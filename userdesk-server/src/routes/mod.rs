use axum::{
    Router,
    http::{HeaderValue, Method, header},
    routing::{get, post},
};
use tower_http::{
    cors::{AllowOrigin, CorsLayer},
    services::ServeDir,
    trace::TraceLayer,
};
use tracing::warn;
use userdesk_core::api_routes;

use crate::{
    AppState,
    handlers::{
        assets::index_handler, health::health_handler, method_not_allowed,
        user_actions::user_action_handler, users::list_users_handler,
    },
    infra::config::CorsConfig,
};

/// API routes without middleware.
pub fn create_api_router() -> Router<AppState> {
    Router::new()
        .route(
            api_routes::USER_ACTION,
            post(user_action_handler).fallback(method_not_allowed),
        )
        .route(
            api_routes::USERS,
            get(list_users_handler).fallback(method_not_allowed),
        )
        .route(
            api_routes::USERS_ALIAS,
            get(list_users_handler).fallback(method_not_allowed),
        )
}

pub fn cors_layer(cors: &CorsConfig) -> CorsLayer {
    let allow_origin = if cors.is_wildcard_included() {
        AllowOrigin::any()
    } else {
        let origins: Vec<HeaderValue> = cors
            .allowed_origins
            .iter()
            .filter_map(|origin| match HeaderValue::from_str(origin) {
                Ok(value) => Some(value),
                Err(_) => {
                    warn!(origin = %origin, "ignoring invalid CORS origin");
                    None
                }
            })
            .collect();
        AllowOrigin::list(origins)
    };

    CorsLayer::new()
        .allow_origin(allow_origin)
        .allow_methods([Method::GET, Method::POST, Method::OPTIONS])
        .allow_headers([header::CONTENT_TYPE])
}

/// Full application: page, health, API, optional static directory, then
/// CORS (outermost) and request tracing.
pub fn create_app(state: AppState) -> Router {
    let mut app = Router::new()
        .route(api_routes::INDEX, get(index_handler))
        .route(api_routes::HEALTH, get(health_handler))
        .merge(create_api_router());

    if let Some(dir) = state.config().static_dir.clone() {
        app = app.fallback_service(ServeDir::new(dir));
    }

    let cors = cors_layer(&state.config().cors);
    app.layer(TraceLayer::new_for_http())
        .layer(cors)
        .with_state(state)
}
//! # Userdesk Server
//!
//! HTTP backend for administering user accounts.
//!
//! - `POST /api/user-action`: tagged mutations (create, password, block,
//!   renewal, referral count, IP)
//! - `GET /api/usuarios`: account listing
//! - `GET /`: bundled admin page
//!
//! Built on Axum with PostgreSQL (SQLx) as the record store.

pub mod errors;
pub mod handlers;
pub mod infra;
pub mod public_ip;
pub mod routes;

pub use infra::app_state::AppState;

......

Aim of the exercise: How many of the lines in the listing above hold the word "tracing"? Report only that figure.

Response area: 2